O consumo de energia dos edifícios, incluíndo todo o seu ciclo de vida, representa 36% do consumo de energia em todo o mundo e cerca de 40% das emissões diretas e indiretas de dióxido de carbono. Para quem dirige uma organização, ser consciente em termos ambientais representa um diferencial positivo em termos de marca e de comunicação, bem como um potencial aumento de margem imediata e uma redução de risco face a futuras flutuações no custo da energia.

Segundo a APFM – Associação Portuguesa de Facility Management, o principal consumo de energia vem da regulação de temperatura, essencialmente em geografias ou alturas do ano em que as temperaturas são mais extremas, o que exige ainda mais dos equipamentos ao serem solicitados para equilibrar as temperaturas exteriores com uns amenos 22 a 24 graus Celsius no interior. A existência de um conjunto de equipamentos elétricos cada vez maior e cada vez mais conectados aumenta também o consumo de energia. Cada ocupante de um edifício ou espaço comercial carrega diariamente um tablet, um telefone, uma câmara ou um portátil, que são adicionados aos equipamentos do próprio espaço. A tipologia de serviços ao dispor dos utilizadores dos edifícios tal como postos de carregamento para veículos elétricos, balneários, lavandarias, piscinas aquecidas e food courts, abertos em horário alargado ou mesmo 24h por dia são também em si impulsionadores do aumento de utilização de energia.

Mas como é que se pode tentar diminuir os consumos quando somos cada vez mais dependentes de energia?

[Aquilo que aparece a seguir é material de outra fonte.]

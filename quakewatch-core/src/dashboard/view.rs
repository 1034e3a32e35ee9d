use crate::controller::FetchStatus;
use crate::dashboard::FocusTarget;
use crate::feed::FeedMetadata;
use crate::model::{Event, EventId, FilterCriteria};
use crate::pipeline::{EventStats, SortKey};
use chrono::{DateTime, Utc};

/// Everything the presentation layer needs for one render.
#[derive(Debug, Clone)]
pub struct DashboardView {
    /// Filtered, then sorted by `sort_key`.
    pub events: Vec<Event>,
    pub stats: EventStats,

    pub status: FetchStatus,
    pub error: Option<String>,
    pub last_updated: Option<DateTime<Utc>>,
    pub rejected: usize,
    pub metadata: Option<FeedMetadata>,

    /// Size of the unfiltered event set.
    pub total_events: usize,

    pub criteria: FilterCriteria,
    pub sort_key: SortKey,
    pub selected: Option<EventId>,
    pub focus: Option<FocusTarget>,
}

impl DashboardView {
    pub fn is_loading(&self) -> bool {
        self.status == FetchStatus::Loading
    }

    /// Loading with nothing to show yet.
    pub fn is_initial_load(&self) -> bool {
        matches!(self.status, FetchStatus::Idle | FetchStatus::Loading) && self.total_events == 0
    }
}
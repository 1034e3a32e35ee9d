use std::io::{BufRead, BufReader, Write};
use std::net::{TcpListener, TcpStream};
use std::sync::atomic::{AtomicUsize, Ordering};
use std::sync::{Arc, Mutex};
use std::thread;
use std::time::Duration;

/// One HTTP response the fake feed hands out.
#[derive(Debug, Clone)]
pub struct CannedResponse {
    pub status: u16,
    pub body: String,
}

impl CannedResponse {
    pub fn ok(body: impl Into<String>) -> Self {
        Self {
            status: 200,
            body: body.into(),
        }
    }

    pub fn status(status: u16) -> Self {
        Self {
            status,
            body: String::new(),
        }
    }
}

/// Raw-socket stand-in for the USGS feed.
///
/// Responses are served in order; the last one repeats once the queue is
/// drained. `set_responses` swaps the queue while the server is running.
pub struct FeedServer {
    port: u16,
    hits: Arc<AtomicUsize>,
    responses: Arc<Mutex<Vec<CannedResponse>>>,
}

impl FeedServer {
    pub fn start(responses: Vec<CannedResponse>) -> Self {
        assert!(!responses.is_empty(), "feed server needs a response");

        let listener = TcpListener::bind("127.0.0.1:0").expect("failed to bind feed server");
        let port = listener.local_addr().unwrap().port();

        let hits = Arc::new(AtomicUsize::new(0));
        let responses = Arc::new(Mutex::new(responses));

        let thread_hits = hits.clone();
        let thread_responses = responses.clone();
        thread::spawn(move || {
            for stream in listener.incoming() {
                let Ok(stream) = stream else {
                    continue;
                };

                let response = {
                    let mut queue = thread_responses.lock().unwrap();
                    if queue.len() > 1 {
                        queue.remove(0)
                    } else {
                        queue[0].clone()
                    }
                };
                thread_hits.fetch_add(1, Ordering::SeqCst);

                respond(stream, &response);
            }
        });

        Self {
            port,
            hits,
            responses,
        }
    }

    pub fn url(&self) -> String {
        format!("http://127.0.0.1:{}/summary/all_day.geojson", self.port)
    }

    pub fn hits(&self) -> usize {
        self.hits.load(Ordering::SeqCst)
    }

    pub fn set_responses(&self, responses: Vec<CannedResponse>) {
        assert!(!responses.is_empty(), "feed server needs a response");
        *self.responses.lock().unwrap() = responses;
    }
}

fn respond(mut stream: TcpStream, response: &CannedResponse) {
    let _ = stream.set_read_timeout(Some(Duration::from_secs(2)));

    // Drain the request head so the client never sees a reset.
    let mut reader = BufReader::new(&stream);
    let mut line = String::new();
    loop {
        line.clear();
        match reader.read_line(&mut line) {
            Ok(0) | Err(_) => break,
            Ok(_) if line == "\r\n" => break,
            Ok(_) => {}
        }
    }

    let head = format!(
        "HTTP/1.1 {} {}\r\nContent-Type: application/json\r\nContent-Length: {}\r\nConnection: close\r\n\r\n",
        response.status,
        reason(response.status),
        response.body.len()
    );

    let _ = stream.write_all(head.as_bytes());
    let _ = stream.write_all(response.body.as_bytes());
    let _ = stream.flush();
}

fn reason(status: u16) -> &'static str {
    match status {
        200 => "OK",
        404 => "Not Found",
        500 => "Internal Server Error",
        503 => "Service Unavailable",
        _ => "Unknown",
    }
}

/// A localhost port with nothing listening on it.
pub fn closed_port() -> u16 {
    TcpListener::bind("127.0.0.1:0")
        .unwrap()
        .local_addr()
        .unwrap()
        .port()
}
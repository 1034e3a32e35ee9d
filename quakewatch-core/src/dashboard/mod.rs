//! Composition root
//!
//! `Dashboard` is the single state container: the fetch lifecycle lives in a
//! shared `FetchController`, while the consumer-owned pieces (criteria, sort
//! key, selection) are plain fields changed only through the mutators below.
//! Derived data is recomputed on every `view()`.

mod selection;
mod view;


pub use selection::{FOCUS_ZOOM, FocusTarget, Selection};
pub use view::DashboardView;

use crate::conf::DashboardConfig;
use crate::controller::{FetchController, FetchOutcome, PollError, Poller};
use crate::feed::{FeedSource, FetchError, HttpFeedSource};
use crate::model::{EventId, FilterCriteria};
use crate::pipeline::{SortKey, filter, sort, summarize};
use std::sync::Arc;
use std::time::Duration;
use tokio::sync::watch;
use tokio::task::JoinHandle;

pub struct Dashboard {
    controller: Arc<FetchController>,
    poller: Poller,
    criteria: FilterCriteria,
    sort_key: SortKey,
    selection: Selection,
}

impl Dashboard {
    pub fn new(source: Arc<dyn FeedSource>) -> Self {
        let controller = Arc::new(FetchController::new(source));
        Self {
            poller: Poller::new(controller.clone()),
            controller,
            criteria: FilterCriteria::default(),
            sort_key: SortKey::default(),
            selection: Selection::default(),
        }
    }

    /// Build a dashboard reading the configured HTTP feed, with the configured
    /// initial criteria and sort key. Polling is not started.
    pub fn from_config(cfg: &DashboardConfig) -> Result<Self, FetchError> {
        let source = HttpFeedSource::new(&cfg.feed.url, cfg.feed.timeout())?;

        let mut dashboard = Self::new(Arc::new(source));
        dashboard.criteria = cfg.filter.clone();
        dashboard.sort_key = cfg.display.sort;

        Ok(dashboard)
    }

    /// Kick off the first fetch.
    pub fn start(&self) -> JoinHandle<FetchOutcome> {
        tracing::info!("dashboard starting");
        self.controller.fetch_now()
    }

    /// Stop background polling. In-flight fetches still complete.
    pub fn shutdown(&mut self) {
        self.poller.stop();
        tracing::info!("dashboard shut down");
    }

    pub fn subscribe(&self) -> watch::Receiver<u64> {
        self.controller.subscribe()
    }

    pub fn criteria(&self) -> &FilterCriteria {
        &self.criteria
    }

    pub fn sort_key(&self) -> SortKey {
        self.sort_key
    }

    pub fn selection(&self) -> &Selection {
        &self.selection
    }

    pub fn is_polling(&self) -> bool {
        self.poller.is_running()
    }

    /// Derive the current listing, statistics and focus from the latest snapshot.
    pub fn view(&self) -> DashboardView {
        let snapshot = self.controller.snapshot();

        let filtered = filter(snapshot.events.as_slice(), &self.criteria);
        let stats = summarize(&filtered);
        let focus = self.selection.focus(&filtered);
        let events = sort(&filtered, self.sort_key);

        DashboardView {
            events,
            stats,
            status: snapshot.status,
            error: snapshot.error.clone(),
            last_updated: snapshot.last_updated,
            rejected: snapshot.rejected,
            metadata: snapshot.metadata.clone(),
            total_events: snapshot.events.len(),
            criteria: self.criteria.clone(),
            sort_key: self.sort_key,
            selected: self.selection.id().cloned(),
            focus,
        }
    }
}

/// Mutators
impl Dashboard {
    pub fn set_filter_criteria(&mut self, criteria: FilterCriteria) {
        tracing::debug!(?criteria, "filter criteria changed");
        self.criteria = criteria;
    }

    pub fn set_sort_key(&mut self, key: SortKey) {
        self.sort_key = key;
    }

    pub fn fetch_now(&self) -> JoinHandle<FetchOutcome> {
        self.controller.fetch_now()
    }

    pub fn set_polling(&mut self, enabled: bool, interval: Duration) -> Result<(), PollError> {
        if enabled {
            self.poller.start(interval)
        } else {
            self.poller.stop();
            Ok(())
        }
    }

    pub fn select(&mut self, id: impl Into<EventId>) {
        let id = id.into();
        tracing::debug!(%id, "event selected");
        self.selection.select(id);
    }

    pub fn clear_selection(&mut self) {
        self.selection.clear();
    }
}
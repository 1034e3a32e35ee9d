mod validation_tests;
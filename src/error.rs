//! Error types for the patocr library.
//!
//! Errors are split by blast radius:
//!
//! * [`BatchError`] (**fatal**): the run cannot start or its logs cannot be
//!   opened (manifest declared but missing, output directory not writable,
//!   OCR engine not installed). Returned as `Err(BatchError)` from the
//!   top-level `run_*` functions before any worker starts.
//!
//! * [`ItemError`] (**per item**): one document failed (unreadable file,
//!   OCR crash, timeout). Caught at the item boundary and turned into a
//!   Failure checkpoint; it never aborts sibling items.
//!
//! * [`CommitError`]: the log append for one item failed. The item is
//!   reported failed for this run but no checkpoint is written, so the next
//!   run retries it.
//!
//! [`ExtractionError`] and [`OcrError`] are the failure types of the two
//! external collaborators; both convert into [`ItemError`].

use std::path::PathBuf;
use thiserror::Error;

/// All fatal errors returned by the patocr library.
#[derive(Debug, Error)]
pub enum BatchError {
    // ── Discovery errors ──────────────────────────────────────────────────
    /// A manifest was declared but does not exist.
    #[error("Manifest file not found: '{path}'\nCheck the --manifest path.")]
    ManifestNotFound { path: PathBuf },

    /// A manifest exists but could not be read.
    #[error("Failed to read manifest '{path}': {source}")]
    ManifestUnreadable {
        path: PathBuf,
        #[source]
        source: std::io::Error,
    },

    /// The root document directory could not be walked.
    #[error("Failed to read source directory '{path}': {source}")]
    SourceDirUnreadable {
        path: PathBuf,
        #[source]
        source: std::io::Error,
    },

    // ── Log errors ────────────────────────────────────────────────────────
    /// Could not create the output directory.
    #[error("Failed to create output directory '{path}': {source}")]
    OutputDirFailed {
        path: PathBuf,
        #[source]
        source: std::io::Error,
    },

    /// Could not open or replay one of the append-only logs.
    #[error("Failed to open log '{path}': {source}")]
    LogOpenFailed {
        path: PathBuf,
        #[source]
        source: std::io::Error,
    },

    /// Could not write a report file (missing list, reconcile output).
    #[error("Failed to write '{path}': {source}")]
    ReportWriteFailed {
        path: PathBuf,
        #[source]
        source: std::io::Error,
    },

    // ── Config errors ─────────────────────────────────────────────────────
    /// Builder validation failed.
    #[error("Invalid configuration: {0}")]
    InvalidConfig(String),

    /// A section keyword produced an unusable pattern.
    #[error("Invalid section pattern '{pattern}': {detail}")]
    InvalidPattern { pattern: String, detail: String },

    // ── Collaborator preflight ────────────────────────────────────────────
    /// Could not bind to a pdfium library.
    #[error(
        "Failed to bind to pdfium library: {0}\n\n\
Install libpdfium for your platform, or point --pdfium-lib at the directory\n\
that contains it (PATOCR_PDFIUM_LIB).\n"
    )]
    PdfiumBindingFailed(String),

    /// The OCR engine is not runnable on this host.
    #[error("OCR engine unavailable: {0}")]
    OcrEngineUnavailable(String),

    // ── Catch-all ─────────────────────────────────────────────────────────
    /// Unexpected internal error.
    #[error("Internal error: {0}")]
    Internal(String),
}

/// Failure of the Region Extractor for one document.
#[derive(Debug, Clone, Error)]
pub enum ExtractionError {
    /// Source file does not exist.
    #[error("PDF file not found: '{path}'")]
    FileNotFound { path: PathBuf },

    /// Process does not have read permission on the file.
    #[error("Permission denied reading '{path}'")]
    PermissionDenied { path: PathBuf },

    /// The file exists but is not a PDF.
    #[error("File is not a valid PDF: '{path}' (first bytes: {magic:?})")]
    NotAPdf { path: PathBuf, magic: [u8; 4] },

    /// pdfium could not parse the document.
    #[error("PDF '{path}' is corrupt: {detail}")]
    CorruptPdf { path: PathBuf, detail: String },

    /// The layout needs a page the document does not have.
    #[error("Page {page} is out of range (document has {total} pages)")]
    PageOutOfRange { page: usize, total: usize },

    /// pdfium-render returned an error for a specific page.
    #[error("Rasterisation failed for page {page}: {detail}")]
    RasterisationFailed { page: usize, detail: String },

    /// A cropped region could not be PNG-encoded.
    #[error("Encoding region '{region}' failed: {detail}")]
    EncodeFailed { region: String, detail: String },

    /// pdfium could not be bound inside the worker.
    #[error("pdfium binding failed: {0}")]
    Binding(String),
}

/// Failure of the OCR Adapter for one image region.
#[derive(Debug, Error)]
pub enum OcrError {
    /// The engine binary is missing or not executable.
    #[error("OCR engine not available: {0}")]
    EngineUnavailable(String),

    /// The engine ran but exited unsuccessfully.
    #[error("OCR engine exited with {status}: {stderr}")]
    EngineFailed { status: String, stderr: String },

    /// The engine printed something that is not UTF-8 text.
    #[error("OCR engine output is not UTF-8: {0}")]
    InvalidOutput(String),

    /// Temp-file or pipe I/O around the engine failed.
    #[error("OCR I/O error: {0}")]
    Io(#[from] std::io::Error),
}

/// A non-fatal error for a single work item.
///
/// Converted into a Failure checkpoint by the worker pool.
#[derive(Debug, Error)]
pub enum ItemError {
    /// The document identifier cannot be used as a log key.
    #[error("Malformed document identifier {id:?}")]
    MalformedId { id: String },

    /// Region extraction (rasterisation) failed.
    #[error(transparent)]
    Extraction(#[from] ExtractionError),

    /// OCR failed for one region.
    #[error("OCR failed on region '{region}': {source}")]
    Ocr {
        region: String,
        #[source]
        source: OcrError,
    },

    /// The item exceeded the per-item wall-clock budget.
    #[error("Timed out after {secs}s")]
    Timeout { secs: u64 },

    /// The process function panicked; the panic was contained.
    #[error("Worker panicked: {0}")]
    Panicked(String),

    /// Unexpected internal error (e.g. a blocking task was cancelled).
    #[error("Internal error: {0}")]
    Internal(String),
}

/// Failure to durably commit one item.
#[derive(Debug, Error)]
pub enum CommitError {
    /// Appending the result record failed; nothing was checkpointed.
    #[error("Failed to append result to '{path}': {source}")]
    ResultAppend {
        path: PathBuf,
        #[source]
        source: std::io::Error,
    },

    /// The checkpoint was not appended. A result appended just before it is
    /// retracted when it is still the last line of the result log.
    #[error("Failed to append checkpoint to '{path}': {source}")]
    CheckpointAppend {
        path: PathBuf,
        #[source]
        source: std::io::Error,
    },

    /// The record could not be serialised.
    #[error("Failed to serialise result: {0}")]
    Serialize(#[from] serde_json::Error),
}

#[cfg(test)]
mod tests {
    use super::*;

    #[test]
    fn manifest_not_found_display() {
        let e = BatchError::ManifestNotFound {
            path: PathBuf::from("/tmp/pdflist.txt"),
        };
        assert!(e.to_string().contains("pdflist.txt"));
    }

    #[test]
    fn timeout_display() {
        let e = ItemError::Timeout { secs: 600 };
        assert!(e.to_string().contains("600s"));
    }

    #[test]
    fn extraction_error_is_transparent() {
        let e: ItemError = ExtractionError::PageOutOfRange { page: 2, total: 1 }.into();
        assert_eq!(e.to_string(), "Page 2 is out of range (document has 1 pages)");
    }

    #[test]
    fn ocr_error_names_region() {
        let e = ItemError::Ocr {
            region: "left".into(),
            source: OcrError::EngineFailed {
                status: "exit status: 1".into(),
                stderr: "Error opening data file".into(),
            },
        };
        let msg = e.to_string();
        assert!(msg.contains("left"), "got: {msg}");
        assert!(msg.contains("exit status: 1"), "got: {msg}");
    }
}
//! Which parts of which pages are OCR'd in each extraction mode.
//!
//! Crops are fractions of the rendered page so they hold at any DPI.
//!
//! Chinese patent front pages carry a bibliographic banner across the top
//! ~16.5 % and two independent text columns below it; OCR'ing the columns
//! separately keeps Tesseract from interleaving their lines. The
//! continuation page (page 2) has no banner.

use crate::config::ExtractionMode;

/// A rectangle in page-relative coordinates, `0.0..=1.0` on both axes.
#[derive(Debug, Clone, Copy, PartialEq)]
pub struct CropBox {
    pub left: f32,
    pub top: f32,
    pub right: f32,
    pub bottom: f32,
}

impl CropBox {
    pub const FULL: CropBox = CropBox {
        left: 0.0,
        top: 0.0,
        right: 1.0,
        bottom: 1.0,
    };

    pub const fn new(left: f32, top: f32, right: f32, bottom: f32) -> Self {
        Self {
            left,
            top,
            right,
            bottom,
        }
    }

    /// Pixel rectangle `(x, y, width, height)` inside a `width × height`
    /// bitmap. Always at least 1×1 and never outside the bitmap.
    pub fn to_pixels(&self, width: u32, height: u32) -> (u32, u32, u32, u32) {
        let px = |f: f32, max: u32| ((f.clamp(0.0, 1.0) * max as f32).round() as u32).min(max);
        let x0 = px(self.left, width).min(width.saturating_sub(1));
        let y0 = px(self.top, height).min(height.saturating_sub(1));
        let x1 = px(self.right, width).max(x0 + 1);
        let y1 = px(self.bottom, height).max(y0 + 1);
        (x0, y0, x1 - x0, y1 - y0)
    }
}

/// One named crop of one page.
#[derive(Debug, Clone, PartialEq)]
pub struct RegionSpec {
    /// Region id; in the front-page modes also the result field name.
    pub id: String,
    /// Zero-based page index.
    pub page: usize,
    pub crop: CropBox,
}

impl RegionSpec {
    pub fn new(id: impl Into<String>, page: usize, crop: CropBox) -> Self {
        Self {
            id: id.into(),
            page,
            crop,
        }
    }
}

/// Regions to extract from a document.
#[derive(Debug, Clone, PartialEq)]
pub enum RegionPlan {
    /// Every page, uncropped, with region id `page-<n>` (1-based).
    AllPages,
    /// A fixed list of page crops; a missing page is an error.
    Fixed(Vec<RegionSpec>),
}

const BANNER: f32 = 0.165;

impl RegionPlan {
    pub fn for_mode(mode: ExtractionMode) -> Self {
        let front = |suffix: &str| {
            [
                RegionSpec::new(format!("left{suffix}"), 0, CropBox::new(0.0, BANNER, 0.5, 1.0)),
                RegionSpec::new(format!("right{suffix}"), 0, CropBox::new(0.5, BANNER, 1.0, 1.0)),
            ]
        };
        match mode {
            ExtractionMode::Description => RegionPlan::AllPages,
            ExtractionMode::FrontPage => RegionPlan::Fixed(front("").to_vec()),
            ExtractionMode::FrontPageContinued => {
                let mut specs = front("1").to_vec();
                specs.push(RegionSpec::new("left2", 1, CropBox::new(0.0, 0.0, 0.5, 1.0)));
                specs.push(RegionSpec::new("right2", 1, CropBox::new(0.5, 0.0, 1.0, 1.0)));
                RegionPlan::Fixed(specs)
            }
        }
    }

    /// Region id used for whole pages in [`RegionPlan::AllPages`].
    pub fn page_region_id(page: usize) -> String {
        format!("page-{}", page + 1)
    }
}
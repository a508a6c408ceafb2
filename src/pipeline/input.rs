//! Input validation: make sure a source path is a readable PDF.
//!
//! pdfium's own error for a non-PDF file is an opaque "format error"; checking
//! the `%PDF` magic bytes first gives the failure log a meaningful reason.

use crate::error::ExtractionError;
use std::io::Read;
use std::path::Path;
use tracing::debug;

/// Check existence, read permission and PDF magic bytes.
pub fn validate_pdf(path: &Path) -> Result<(), ExtractionError> {
    if !path.exists() {
        return Err(ExtractionError::FileNotFound {
            path: path.to_path_buf(),
        });
    }

    match std::fs::File::open(path) {
        Ok(mut f) => {
            let mut magic = [0u8; 4];
            if f.read_exact(&mut magic).is_err() || &magic != b"%PDF" {
                return Err(ExtractionError::NotAPdf {
                    path: path.to_path_buf(),
                    magic,
                });
            }
        }
        Err(e) if e.kind() == std::io::ErrorKind::PermissionDenied => {
            return Err(ExtractionError::PermissionDenied {
                path: path.to_path_buf(),
            });
        }
        Err(_) => {
            return Err(ExtractionError::FileNotFound {
                path: path.to_path_buf(),
            });
        }
    }

    debug!("Validated PDF: {}", path.display());
    Ok(())
}

#[cfg(test)]
mod tests {
    use super::*;
    use tempfile::TempDir;

    #[test]
    fn accepts_pdf_magic() {
        let dir = TempDir::new().unwrap();
        let p = dir.path().join("CN1A.pdf");
        std::fs::write(&p, b"%PDF-1.7\n...").unwrap();
        assert!(validate_pdf(&p).is_ok());
    }

    #[test]
    fn rejects_missing_file() {
        let dir = TempDir::new().unwrap();
        let err = validate_pdf(&dir.path().join("absent.pdf")).unwrap_err();
        assert!(matches!(err, ExtractionError::FileNotFound { .. }));
    }

    #[test]
    fn rejects_non_pdf_and_truncated_files() {
        let dir = TempDir::new().unwrap();
        let html = dir.path().join("error.pdf");
        std::fs::write(&html, b"<html>404</html>").unwrap();
        assert!(matches!(
            validate_pdf(&html),
            Err(ExtractionError::NotAPdf { magic, .. }) if &magic == b"<htm"
        ));

        let empty = dir.path().join("empty.pdf");
        std::fs::write(&empty, b"").unwrap();
        assert!(matches!(validate_pdf(&empty), Err(ExtractionError::NotAPdf { .. })));
    }
}
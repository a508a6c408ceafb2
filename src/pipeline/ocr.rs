//! OCR adapter: image region → recognised text.
//!
//! [`TesseractEngine`] shells out to the `tesseract` CLI. The child is
//! spawned with `kill_on_drop`, so when the worker pool abandons a timed-out
//! document the engine process dies with it instead of lingering.

use crate::config::OcrConfig;
use crate::error::OcrError;
use crate::pipeline::render::ImageRegion;
use async_trait::async_trait;
use std::io::Write;
use std::path::Path;
use std::process::Stdio;
use std::time::Instant;
use tokio::process::Command;
use tracing::debug;

/// Recognises text in one image region.
#[async_trait]
pub trait OcrEngine: Send + Sync {
    async fn recognize(&self, region: &ImageRegion, config: &OcrConfig) -> Result<String, OcrError>;
}

/// Tesseract via its command-line interface.
#[derive(Debug, Clone)]
pub struct TesseractEngine {
    cmd: String,
}

impl Default for TesseractEngine {
    fn default() -> Self {
        Self::new("tesseract")
    }
}

impl TesseractEngine {
    pub fn new(cmd: impl Into<String>) -> Self {
        Self { cmd: cmd.into() }
    }

    /// Run `tesseract --version` and return its first line.
    pub async fn check_available(&self) -> Result<String, OcrError> {
        let output = Command::new(&self.cmd)
            .arg("--version")
            .stdin(Stdio::null())
            .kill_on_drop(true)
            .output()
            .await
            .map_err(|e| self.spawn_error(e))?;
        if !output.status.success() {
            return Err(OcrError::EngineUnavailable(format!(
                "`{} --version` exited with {}",
                self.cmd, output.status
            )));
        }
        // Older releases print the version banner on stderr.
        let text = if output.stdout.is_empty() {
            String::from_utf8_lossy(&output.stderr).into_owned()
        } else {
            String::from_utf8_lossy(&output.stdout).into_owned()
        };
        Ok(text.lines().next().unwrap_or_default().trim().to_string())
    }

    /// Command-line arguments for one image.
    pub fn args(image: &Path, config: &OcrConfig) -> Vec<String> {
        let mut args = vec![
            image.display().to_string(),
            "stdout".to_string(),
            "-l".to_string(),
            config.language.clone(),
        ];
        if let Some(psm) = config.psm {
            args.push("--psm".into());
            args.push(psm.to_string());
        }
        if let Some(oem) = config.oem {
            args.push("--oem".into());
            args.push(oem.to_string());
        }
        args
    }

    fn spawn_error(&self, e: std::io::Error) -> OcrError {
        if e.kind() == std::io::ErrorKind::NotFound {
            OcrError::EngineUnavailable(format!(
                "'{}' not found (install tesseract-ocr and the language pack)",
                self.cmd
            ))
        } else {
            OcrError::Io(e)
        }
    }
}

#[async_trait]
impl OcrEngine for TesseractEngine {
    async fn recognize(&self, region: &ImageRegion, config: &OcrConfig) -> Result<String, OcrError> {
        let start = Instant::now();

        let mut image = tempfile::Builder::new()
            .prefix("patocr-")
            .suffix(".png")
            .tempfile()?;
        image.write_all(&region.png)?;
        image.flush()?;

        let output = Command::new(&self.cmd)
            .args(Self::args(image.path(), config))
            .stdin(Stdio::null())
            .kill_on_drop(true)
            .output()
            .await
            .map_err(|e| self.spawn_error(e))?;

        if !output.status.success() {
            return Err(OcrError::EngineFailed {
                status: output.status.to_string(),
                stderr: String::from_utf8_lossy(&output.stderr).trim().to_string(),
            });
        }
        let text = String::from_utf8(output.stdout).map_err(|e| OcrError::InvalidOutput(e.to_string()))?;
        debug!(
            region = %region.id,
            chars = text.chars().count(),
            ms = start.elapsed().as_millis() as u64,
            "OCR complete"
        );
        Ok(text)
    }
}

A APFM sugere que se aborde o problema a partir de três perspetivas:

  1. Influenciar o comportamento das pessoas.
    • Explicar as medidas de eficiência energética, por forma a envolver colaboradores e utentes no seu sucesso, bem como antecipar conflito entre estas e objetivos ou níveis de serviço da organização.
    • Garantir o uso correto dos equipamentos por forma a que a eficiência energética não se cinja ao que foi planeado no estirador mas que aconteça também na fase de operação do edifício.
    • Envolver as equipas no atingimento de prémios ou na conquista de certificações relacionadas com boas práticas de eficiência energética. Influenciar positivamente os seus comportamentos, desde a utilização das escadas ao uso racional do ar condicionado.
    • Sondar os ocupantes sobre funcionalidades úteis e inúteis bem como a sua sensibilidade sobre níveis de serviço, o que permite concentrar recursos sobre aquilo que lhes é relevante e poupar no que é supérfluo ou irrelevante.
  2. Utilização da Internet of Things.
    • Definir um plano de implementação de ferramentas baseadas em IT e sensorização que permitam monitorizar o desempenho dos equipamentos
    • Implementar planos de manutenção preditiva com impacto positivo no ciclo de vida dos ativos
    • Efetuar as manutenções ou paragens dos equipamentos em momentos de menor impacto sobre o negócio
    • Centralizar informação de colaboradores, clientes e prestadores de serviços sobre falhas em serviços e equipamentos (análise causa-efeito) e avaliar a satisfação de todos.
  3. Medidas técnicas.
    • Com enfoque no desempenho do controlo de temperatura (de aquecimento de águas a ar condicionado) e também dos isolamentos térmicos;
    • Do desempenho dos equipamentos elétricos nas zonas comuns (especialmente a iluminação) e dos equipamentos de grande porte em infraestruturas relevantes como Data Centers, cozinhas, lavandarias, ginásios e ventilação (nomeadamente nos parques de estacionamento).